Lipid shell-stabilized nanobubbles (NB, <500 nm) are widely explored as next-generation contrast agents for diagnostic ultrasound (US) imaging and drug delivery. For a successful clinical translation, it is important to understand the factors which contribute to the stability and rate of signal decay from the NB over time. The small size and fragile nature of NB have limited the characterization of their stability to correlations with their loss of signal over time under US. Bubble oscillations in the acoustic field, however, can accelerate their dissolution process. In this study, the passive, non-acoustically driven dissolution of lipid-shelled, C3F8 NB, and the relationship between bubble size/concentration and US signal intensity were assessed.
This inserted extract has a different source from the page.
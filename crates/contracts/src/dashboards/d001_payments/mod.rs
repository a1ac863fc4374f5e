pub mod filter_state;

pub use filter_state::{collect_filter_params, export_params, FilterQueryBuilder};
The change in the acoustic activity of NB over time was correlated with the changes in size and concentration of the buoyant (bubbles) and non-buoyant particle population, measured using a novel resonant mass measurement technique. Clinical US was used to measure signal enhancement at different time points in a tissue phantom (f = 12.0 MHz, MI: 0.29, 1 fp/s). Results demonstrate a clear nonlinear relationship between the rate of ultrasound signal decay and concentration. While US signal decayed significantly over time (from 0 to 5 h), bubble concentration did not change significantly. A statistically significant decrease in the NB diameter was observed 1 h after the NBs were prepared and isolated while no change in the size was observed between 1 and 5 h.